With no omissions, write out every record given below.

━━━

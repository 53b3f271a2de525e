//! lopdf-backed source and output documents

use super::xobject::{create_page_xobject, get_page_box, get_page_rotation};
use super::{OutputDocument, SourceDocument};
use crate::constants::{OUTPUT_PDF_VERSION, mm_to_pt};
use crate::layout::{PagePlacement, Rect, Sheet, place_page};
use crate::options::{BookletOptions, PageLayout};
use crate::types::*;
use lopdf::{Dictionary, Document, Object, ObjectId, Stream};
use std::collections::HashMap;

/// A loaded PDF whose pages are drawn as Form XObjects
#[derive(Debug, Clone)]
pub struct PdfSource {
    doc: Document,
    page_ids: Vec<ObjectId>,
    scaling_mode: ScalingMode,
}

impl PdfSource {
    pub fn new(doc: Document, scaling_mode: ScalingMode) -> Self {
        let page_ids = doc.get_pages().values().copied().collect();
        Self {
            doc,
            page_ids,
            scaling_mode,
        }
    }

    fn page_id(&self, page_number: usize) -> Result<ObjectId> {
        page_number
            .checked_sub(1)
            .and_then(|idx| self.page_ids.get(idx))
            .copied()
            .ok_or(ImposeError::PageOutOfRange {
                page: page_number,
                count: self.page_ids.len(),
            })
    }
}

impl SourceDocument<PdfOutput> for PdfSource {
    fn page_count(&self) -> usize {
        self.page_ids.len()
    }

    fn draw_page(
        &self,
        page_number: usize,
        region: Rect,
        sheet: &Sheet,
        output: &mut PdfOutput,
    ) -> Result<()> {
        let page_id = self.page_id(page_number)?;
        let source_box = get_page_box(&self.doc, page_id)?;
        let rotation = get_page_rotation(&self.doc, page_id);
        let placement = place_page(&source_box, rotation, &region, self.scaling_mode);
        let xobject_id = output.import_page(&self.doc, page_id)?;
        output.place_form(sheet, xobject_id, &placement)
    }
}

/// Content collected for one sheet until the document is finished
#[derive(Debug, Default)]
struct SheetContent {
    width: f32,
    height: f32,
    content_ops: Vec<String>,
    xobjects: Dictionary,
}

/// Output PDF under construction.
///
/// Sheets are appended with [`OutputDocument::new_sheet`]; [`PdfOutput::finish`]
/// builds the page tree and catalog and hands back the document.
#[derive(Debug)]
pub struct PdfOutput {
    doc: Document,
    paper_size: PaperSize,
    page_layout: PageLayout,
    sheets: Vec<SheetContent>,
    xobject_cache: HashMap<ObjectId, ObjectId>,
}

impl PdfOutput {
    pub fn new(paper_size: PaperSize, page_layout: PageLayout) -> Self {
        Self {
            doc: Document::with_version(OUTPUT_PDF_VERSION),
            paper_size,
            page_layout,
            sheets: Vec::new(),
            xobject_cache: HashMap::new(),
        }
    }

    pub fn from_options(options: &BookletOptions) -> Self {
        Self::new(options.paper_size, options.page_layout)
    }

    /// Copy a source page into this document as a Form XObject
    pub(crate) fn import_page(&mut self, source: &Document, page_id: ObjectId) -> Result<ObjectId> {
        create_page_xobject(&mut self.doc, source, page_id, &mut self.xobject_cache)
    }

    /// Paint a Form XObject onto `sheet`, clipped to the placement region
    pub(crate) fn place_form(
        &mut self,
        sheet: &Sheet,
        xobject_id: ObjectId,
        placement: &PagePlacement,
    ) -> Result<()> {
        let content = self.sheets.get_mut(sheet.index).ok_or_else(|| {
            ImposeError::Config(format!("Sheet {} does not belong to this document", sheet.index))
        })?;

        let xobject_name = format!("P{}", content.xobjects.len());
        content
            .xobjects
            .set(xobject_name.as_bytes(), Object::Reference(xobject_id));

        let clip = &placement.clip;
        let [a, b, c, d, e, f] = placement.matrix;
        content.content_ops.push(format!(
            "q {} {} {} {} re W n {} {} {} {} {} {} cm /{} Do Q\n",
            clip.x, clip.y, clip.width, clip.height, a, b, c, d, e, f, xobject_name
        ));
        Ok(())
    }

    /// Build the page tree and catalog and return the finished document
    pub fn finish(self) -> Document {
        let PdfOutput {
            mut doc,
            page_layout,
            sheets,
            ..
        } = self;

        let pages_tree_id = doc.new_object_id();
        let mut page_refs = Vec::with_capacity(sheets.len());

        for sheet in sheets {
            let content_id = doc.add_object(Stream::new(
                Dictionary::new(),
                sheet.content_ops.join("").into_bytes(),
            ));

            let mut resources = Dictionary::new();
            if !sheet.xobjects.is_empty() {
                resources.set("XObject", Object::Dictionary(sheet.xobjects));
            }

            let page_id = doc.add_object(Dictionary::from_iter(vec![
                ("Type", Object::Name(b"Page".to_vec())),
                ("Parent", Object::Reference(pages_tree_id)),
                (
                    "MediaBox",
                    Object::Array(vec![
                        Object::Integer(0),
                        Object::Integer(0),
                        Object::Real(sheet.width),
                        Object::Real(sheet.height),
                    ]),
                ),
                ("Contents", Object::Reference(content_id)),
                ("Resources", Object::Dictionary(resources)),
            ]));
            page_refs.push(Object::Reference(page_id));
        }

        let count = page_refs.len() as i64;
        let pages_dict = Dictionary::from_iter(vec![
            ("Type", Object::Name(b"Pages".to_vec())),
            ("Kids", Object::Array(page_refs)),
            ("Count", Object::Integer(count)),
        ]);
        doc.objects
            .insert(pages_tree_id, Object::Dictionary(pages_dict));

        let catalog_id = doc.add_object(Dictionary::from_iter(vec![
            ("Type", Object::Name(b"Catalog".to_vec())),
            ("Pages", Object::Reference(pages_tree_id)),
            ("PageLayout", Object::Name(page_layout.pdf_name().to_vec())),
        ]));

        doc.trailer.set("Root", catalog_id);

        doc
    }
}

impl OutputDocument for PdfOutput {
    fn new_sheet(&mut self, orientation: Orientation) -> Sheet {
        let (width_mm, height_mm) = self.paper_size.dimensions_with_orientation(orientation);
        let content = SheetContent {
            width: mm_to_pt(width_mm),
            height: mm_to_pt(height_mm),
            ..Default::default()
        };
        let sheet = Sheet::new(self.sheets.len(), content.width, content.height);
        self.sheets.push(content);
        sheet
    }

    fn sheet_count(&self) -> usize {
        self.sheets.len()
    }
}

#[cfg(test)]
mod tests {
    use super::*;
    use crate::layout::PageRotation;

    #[test]
    fn test_new_sheet_is_landscape_a4() {
        let mut output = PdfOutput::new(PaperSize::A4, PageLayout::SinglePage);
        let sheet = output.new_sheet(Orientation::Landscape);

        assert_eq!(sheet.index, 0);
        assert!(sheet.width > sheet.height);
        assert!((sheet.left_half().width - sheet.width / 2.0).abs() < f32::EPSILON);
        assert_eq!(output.sheet_count(), 1);
    }

    #[test]
    fn test_finish_writes_page_layout() {
        let mut output = PdfOutput::new(PaperSize::A5, PageLayout::SinglePage);
        output.new_sheet(Orientation::Landscape);
        output.new_sheet(Orientation::Landscape);

        let doc = output.finish();
        assert_eq!(doc.get_pages().len(), 2);

        let catalog = doc.catalog().unwrap();
        assert_eq!(
            catalog.get(b"PageLayout").unwrap().as_name().unwrap(),
            b"SinglePage"
        );
    }

    #[test]
    fn test_place_form_rejects_foreign_sheet() {
        let mut output = PdfOutput::new(PaperSize::A4, PageLayout::SinglePage);
        let foreign = Sheet::new(3, 842.0, 595.0);
        let placement = place_page(
            &Rect::new(0.0, 0.0, 595.0, 842.0),
            PageRotation::Upright,
            &foreign.left_half(),
            ScalingMode::Stretch,
        );
        let result = output.place_form(&foreign, (1, 0), &placement);
        assert!(result.is_err());
    }
}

━━━

*OUTPUT BELOW:*
repository 53b3f271a2de525e
//! lopdf-backed source and output documents

use super::xobject::{create_page_xobject, get_page_box, get_page_rotation};
use super::{OutputDocument, SourceDocument};
use crate::constants::{OUTPUT_PDF_VERSION, mm_to_pt};
use crate::layout::{PagePlacement, Rect, Sheet, place_page};
use crate::options::{BookletOptions, PageLayout};
use crate::types::*;
use lopdf::{Dictionary, Document, Object, ObjectId, Stream};
use std::collections::HashMap;

/// A loaded PDF whose pages are drawn as Form XObjects
#[derive(Debug, Clone)]
pub struct PdfSource {
    doc: Document,
    page_ids: Vec<ObjectId>,
    scaling_mode: ScalingMode,
}

impl PdfSource {
    pub fn new(doc: Document, scaling_mode: ScalingMode) -> Self {
        let page_ids = doc.get_pages().values().copied().collect();
        Self {
            doc,
            page_ids,
            scaling_mode,
        }
    }

    fn page_id(&self, page_number: usize) -> Result<ObjectId> {
        page_number
            .checked_sub(1)
            .and_then(|idx| self.page_ids.get(idx))
            .copied()
            .ok_or(ImposeError::PageOutOfRange {
                page: page_number,
                count: self.page_ids.len(),
            })
    }
}

impl SourceDocument<PdfOutput> for PdfSource {
    fn page_count(&self) -> usize {
        self.page_ids.len()
    }

    fn draw_page(
        &self,
        page_number: usize,
        region: Rect,
        sheet: &Sheet,
        output: &mut PdfOutput,
    ) -> Result<()> {
        let page_id = self.page_id(page_number)?;
        let source_box = get_page_box(&self.doc, page_id)?;
        let rotation = get_page_rotation(&self.doc, page_id);
        let placement = place_page(&source_box, rotation, &region, self.scaling_mode);
        let xobject_id = output.import_page(&self.doc, page_id)?;
        output.place_form(sheet, xobject_id, &placement)
    }
}

/// Content collected for one sheet until the document is finished
#[derive(Debug, Default)]
struct SheetContent {
    width: f32,
    height: f32,
    content_ops: Vec<String>,
    xobjects: Dictionary,
}

/// Output PDF under construction.
///
/// Sheets are appended with [`OutputDocument::new_sheet`]; [`PdfOutput::finish`]
/// builds the page tree and catalog and hands back the document.
#[derive(Debug)]
pub struct PdfOutput {
    doc: Document,
    paper_size: PaperSize,
    page_layout: PageLayout,
    sheets: Vec<SheetContent>,
    xobject_cache: HashMap<ObjectId, ObjectId>,
}

impl PdfOutput {
    pub fn new(paper_size: PaperSize, page_layout: PageLayout) -> Self {
        Self {
            doc: Document::with_version(OUTPUT_PDF_VERSION),
            paper_size,
            page_layout,
            sheets: Vec::new(),
            xobject_cache: HashMap::new(),
        }
    }

    pub fn from_options(options: &BookletOptions) -> Self {
        Self::new(options.paper_size, options.page_layout)
    }

    /// Copy a source page into this document as a Form XObject
    pub(crate) fn import_page(&mut self, source: &Document, page_id: ObjectId) -> Result<ObjectId> {
        create_page_xobject(&mut self.doc, source, page_id, &mut self.xobject_cache)
    }

    /// Paint a Form XObject onto `sheet`, clipped to the placement region
    pub(crate) fn place_form(
        &mut self,
        sheet: &Sheet,
        xobject_id: ObjectId,
        placement: &PagePlacement,
    ) -> Result<()> {
        let content = self.sheets.get_mut(sheet.index).ok_or_else(|| {
            ImposeError::Config(format!("Sheet {} does not belong to this document", sheet.index))
        })?;

        let xobject_name = format!("P{}", content.xobjects.len());
        content
            .xobjects
            .set(xobject_name.as_bytes(), Object::Reference(xobject_id));

        let clip = &placement.clip;
        let [a, b, c, d, e, f] = placement.matrix;
        content.content_ops.push(format!(
            "q {} {} {} {} re W n {} {} {} {} {} {} cm /{} Do Q\n",
            clip.x, clip.y, clip.width, clip.height, a, b, c, d, e, f, xobject_name
        ));
        Ok(())
    }

    /// Build the page tree and catalog and return the finished document
    pub fn finish(self) -> Document {
        let PdfOutput {
            mut doc,
            page_layout,
            sheets,
            ..
        } = self;

        let pages_tree_id = doc.new_object_id();
        let mut page_refs = Vec::with_capacity(sheets.len());

        for sheet in sheets {
            let content_id = doc.add_object(Stream::new(
                Dictionary::new(),
                sheet.content_ops.join("").into_bytes(),
            ));

            let mut resources = Dictionary::new();
            if !sheet.xobjects.is_empty() {
                resources.set("XObject", Object::Dictionary(sheet.xobjects));
            }

            let page_id = doc.add_object(Dictionary::from_iter(vec![
                ("Type", Object::Name(b"Page".to_vec())),
                ("Parent", Object::Reference(pages_tree_id)),
                (
                    "MediaBox",
                    Object::Array(vec![
                        Object::Integer(0),
                        Object::Integer(0),
                        Object::Real(sheet.width),
                        Object::Real(sheet.height),
                    ]),
                ),
                ("Contents", Object::Reference(content_id)),
                ("Resources", Object::Dictionary(resources)),
            ]));
            page_refs.push(Object::Reference(page_id));
        }

        let count = page_refs.len() as i64;
        let pages_dict = Dictionary::from_iter(vec![
            ("Type", Object::Name(b"Pages".to_vec())),
            ("Kids", Object::Array(page_refs)),
            ("Count", Object::Integer(count)),
        ]);
        doc.objects
            .insert(pages_tree_id, Object::Dictionary(pages_dict));

        let catalog_id = doc.add_object(Dictionary::from_iter(vec![
            ("Type", Object::Name(b"Catalog".to_vec())),
            ("Pages", Object::Reference(pages_tree_id)),
            ("PageLayout", Object::Name(page_layout.pdf_name().to_vec())),
        ]));

        doc.trailer.set("Root", catalog_id);

        doc
    }
}

impl OutputDocument for PdfOutput {
    fn new_sheet(&mut self, orientation: Orientation) -> Sheet {
        let (width_mm, height_mm) = self.paper_size.dimensions_with_orientation(orientation);
        let content = SheetContent {
            width: mm_to_pt(width_mm),
            height: mm_to_pt(height_mm),
            ..Default::default()
        };
        let sheet = Sheet::new(self.sheets.len(), content.width, content.height);
        self.sheets.push(content);
        sheet
    }

    fn sheet_count(&self) -> usize {
        self.sheets.len()
    }
}

#[cfg(test)]
mod tests {
    use super::*;
    use crate::layout::PageRotation;

    #[test]
    fn test_new_sheet_is_landscape_a4() {
        let mut output = PdfOutput::new(PaperSize::A4, PageLayout::SinglePage);
        let sheet = output.new_sheet(Orientation::Landscape);

        assert_eq!(sheet.index, 0);
        assert!(sheet.width > sheet.height);
        assert!((sheet.left_half().width - sheet.width / 2.0).abs() < f32::EPSILON);
        assert_eq!(output.sheet_count(), 1);
    }

    #[test]
    fn test_finish_writes_page_layout() {
        let mut output = PdfOutput::new(PaperSize::A5, PageLayout::SinglePage);
        output.new_sheet(Orientation::Landscape);
        output.new_sheet(Orientation::Landscape);

        let doc = output.finish();
        assert_eq!(doc.get_pages().len(), 2);

        let catalog = doc.catalog().unwrap();
        assert_eq!(
            catalog.get(b"PageLayout").unwrap().as_name().unwrap(),
            b"SinglePage"
        );
    }

    #[test]
    fn test_place_form_rejects_foreign_sheet() {
        let mut output = PdfOutput::new(PaperSize::A4, PageLayout::SinglePage);
        let foreign = Sheet::new(3, 842.0, 595.0);
        let placement = place_page(
            &Rect::new(0.0, 0.0, 595.0, 842.0),
            PageRotation::Upright,
            &foreign.left_half(),
            ScalingMode::Stretch,
        );
        let result = output.place_form(&foreign, (1, 0), &placement);
        assert!(result.is_err());
    }
}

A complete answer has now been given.